Intricacy and story-telling are key to Kate’s own paintings, which are a beautiful blend of collage and oil paint, the boundaries between which aren’t always visible. Each work depicts one or more historical characters surrounded by animals and birds in opulent, elaborately patterned settings consisting of tranquil landscapes, lush vegetation, period architecture, internal organs and maps.

Most of the figurative elements in Kate’s work start life as illustrations in magazines and books, which Kate roots out in secondhand shops, online and through a trusty stable of friends and acquaintances, including the local rag and bone man. These range from vintage art history periodicals and gruesome 1950s anatomy books to modern-day interiors magazines. She leafs through, cuts out and hoards the pictures that catch her eye or make her smile. Once she’s selected her favourite figures, Kate spends hours researching them to build up a picture of their lives. With a wry smile and a vivid imagination she later transposes these facts into an alternative portrait; an invented image of the subject’s internal and external reality.
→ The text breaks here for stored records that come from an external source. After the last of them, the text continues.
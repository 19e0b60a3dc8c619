use colored::*;
use once_cell::sync::Lazy;
use serde::Serialize;
use std::io::{self, Write};
use std::sync::RwLock;
use std::sync::atomic::{AtomicBool, Ordering};

#[derive(Debug, Clone, Copy, PartialEq, Eq, clap::ValueEnum)]
pub enum OutputFormat {
    Text,
    Json,
}

#[derive(Debug, Clone, Copy)]
pub enum Level {
    Info,
    Success,
    Warn,
    Error,
    Debug,
}

impl Level {
    fn as_str(self) -> &'static str {
        match self {
            Level::Info => "info",
            Level::Success => "success",
            Level::Warn => "warn",
            Level::Error => "error",
            Level::Debug => "debug",
        }
    }
}

#[derive(Debug, Clone)]
pub struct Renderer {
    pub format: OutputFormat,
    pub color: bool,
}

impl Default for Renderer {
    fn default() -> Self {
        Self {
            format: OutputFormat::Text,
            color: true,
        }
    }
}

static RENDERER: Lazy<RwLock<Renderer>> = Lazy::new(|| RwLock::new(Renderer::default()));

// Global debug state
static DEBUG_MODE: AtomicBool = AtomicBool::new(false);

pub fn set_debug_mode(enabled: bool) {
    DEBUG_MODE.store(enabled, Ordering::Relaxed);
}

pub fn is_debug_enabled() -> bool {
    DEBUG_MODE.load(Ordering::Relaxed)
}

pub fn init(format: OutputFormat, color: bool) {
    if let Ok(mut r) = RENDERER.write() {
        r.format = format;
        r.color = color;
    }
}

pub const SEPARATOR_LIGHT: &str = "─";

#[derive(Serialize)]
struct Event<'a> {
    level: &'a str,
    code: &'a str,
    message: &'a str,
    #[serde(skip_serializing_if = "Option::is_none")]
    data: Option<serde_json::Value>,
}

fn colorize(level: Level, s: &str, enable: bool) -> String {
    if !enable {
        return s.to_string();
    }
    match level {
        Level::Info => s.normal().to_string(),
        Level::Success => s.green().bold().to_string(),
        Level::Warn => s.yellow().bold().to_string(),
        Level::Error => s.red().bold().to_string(),
        Level::Debug => s.cyan().to_string(),
    }
}

fn strip_ansi(input: &str) -> String {
    // Remove common ANSI escape sequences like \x1b[0m, \x1b[1;32m, and similar
    let bytes = input.as_bytes();
    let mut out = String::with_capacity(bytes.len());
    let mut i = 0;
    while i < bytes.len() {
        if bytes[i] == 0x1b && i + 1 < bytes.len() && bytes[i + 1] == b'[' {
            i += 2;
            while i < bytes.len() {
                let b = bytes[i];
                i += 1;
                if (b'@'..=b'~').contains(&b) {
                    break;
                }
            }
            continue;
        }
        let start = i;
        i += 1;
        while i < bytes.len() && bytes[i] != 0x1b {
            i += 1;
        }
        out.push_str(&String::from_utf8_lossy(&bytes[start..i]));
    }
    out
}

fn renderer() -> Renderer {
    RENDERER
        .read()
        .map(|r| r.clone())
        .unwrap_or_default()
}

fn writer_for(level: Level) -> Box<dyn Write> {
    match level {
        Level::Error | Level::Warn => Box::new(io::stderr()),
        _ => Box::new(io::stdout()),
    }
}

/// Emit a single diagnostic event.
///
/// Debug events are dropped unless debug mode is enabled. In JSON mode every
/// event is one line so the output stays parseable with `jq`.
pub fn emit(level: Level, code: &str, message: &str, data: Option<serde_json::Value>) {
    if matches!(level, Level::Debug) && !is_debug_enabled() {
        return;
    }
    let r = renderer();
    let mut out = writer_for(level);
    match r.format {
        OutputFormat::Text => {
            let line = colorize(level, message, r.color);
            let _ = writeln!(out, "{}", line);
        }
        OutputFormat::Json => {
            let clean_msg = strip_ansi(message);
            let ev = Event {
                level: level.as_str(),
                code,
                message: &clean_msg,
                data,
            };
            match serde_json::to_string(&ev) {
                Ok(s) => {
                    let _ = writeln!(out, "{}", s);
                }
                Err(err) => {
                    let _ = writeln!(io::stderr(), "failed to serialize event {code}: {err}");
                }
            }
        }
    }
}

pub fn get_output_format() -> OutputFormat {
    renderer().format
}

pub fn separator() {
    let r = renderer();
    // In JSON mode, do not print separators to avoid breaking jq parsing
    if matches!(r.format, OutputFormat::Json) {
        return;
    }
    let line = SEPARATOR_LIGHT.repeat(60);
    let _ = writeln!(io::stdout(), "{}", line);
}

pub mod prelude {
    pub use super::{Level, OutputFormat, emit, get_output_format, separator};
}
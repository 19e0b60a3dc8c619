pub mod paths;
pub mod progress;
pub mod tools;
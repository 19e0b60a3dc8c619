use indicatif::{ProgressBar, ProgressStyle};

use crate::ui::{OutputFormat, get_output_format};

pub fn create_spinner(message: String) -> ProgressBar {
    // Spinners would interleave with JSON events
    if matches!(get_output_format(), OutputFormat::Json) {
        return ProgressBar::hidden();
    }

    let pb = ProgressBar::new_spinner();
    let style = ProgressStyle::default_spinner()
        .template("{spinner} {msg}")
        .unwrap_or_else(|_| ProgressStyle::default_spinner())
        .tick_chars("⠁⠉⠙⠚⠒⠂⠂⠒⠲⠴⠤⠄⠄⠤⠠⠠⠤⠦⠖⠒⠐⠐⠒⠓⠋⠉ ");
    pb.set_style(style);
    pb.set_message(message);
    pb.enable_steady_tick(std::time::Duration::from_millis(100));
    pb
}

/// Finish a spinner and print a success message with a checkmark
/// This clears the spinner line entirely and prints a clean message
pub fn finish_spinner_with_success(pb: ProgressBar, message: impl Into<String>) {
    pb.finish_and_clear();
    crate::ui::emit(
        crate::ui::Level::Success,
        "progress.done",
        &format!("✓ {}", message.into()),
        None,
    );
}
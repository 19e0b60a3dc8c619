pub mod cli;
pub mod commands;
mod chapters;
mod config;
mod description;
mod error;
mod resolver;
mod review;
mod segment;
mod support;
mod timestamp;
mod track;

pub use cli::SplitCommands;
pub use commands::handle_split_command;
Kate usually works on three of four paintings simultaneously during her lengthy and fairly complicated preparation process. Using rabbit skin glue, a piece of muslin is wrapped over and adhered to a sheet of board, then given a day to dry. Next Kate applies five to six layers of homemade gesso, a mixture of rabbit skin glue and whiting (ground up fish bones), which fills her studio with a foul stench she’s grown used to. Once the gesso boards are dry (another day later), Kate sands them with the finest grade of sandpaper. This produces a smooth, porcelain-like surface that is ready to receive the first layer of oil paint.

Having decided on a rough layout for her cut-outs, she applies oil paint in bands of colour. The collage process starts around four days later, once the thin layer of background paint is completely dry. Kate arranges the paper elements on the painted board and begins sticking them down, carefully lifting and layering where necessary, using a technique she has fine-tuned over the years, inspired by her book-binding experience, to avoid the paper bubbling. She leaves this to dry for a day before she begins the actual painting and over-painting, using oil paint combined with Liquin, an additive that speeds up the drying time, allowing her to build up translucent layers of colour. She paints in a missing arm here, a blood-red artery there, enhances or changes the colour of hair, facial features and clothing, overpaints and replicates her signature floral patterns, and overpaints the maps – maps that are usually Italian and more often than not of Venice, where the idea for her unique style of collage/painting was born. Kate grew up surrounded by maps (her father is a geophysicist) and uses them as a motif to represent the interwoven paths of our interior and exterior worlds.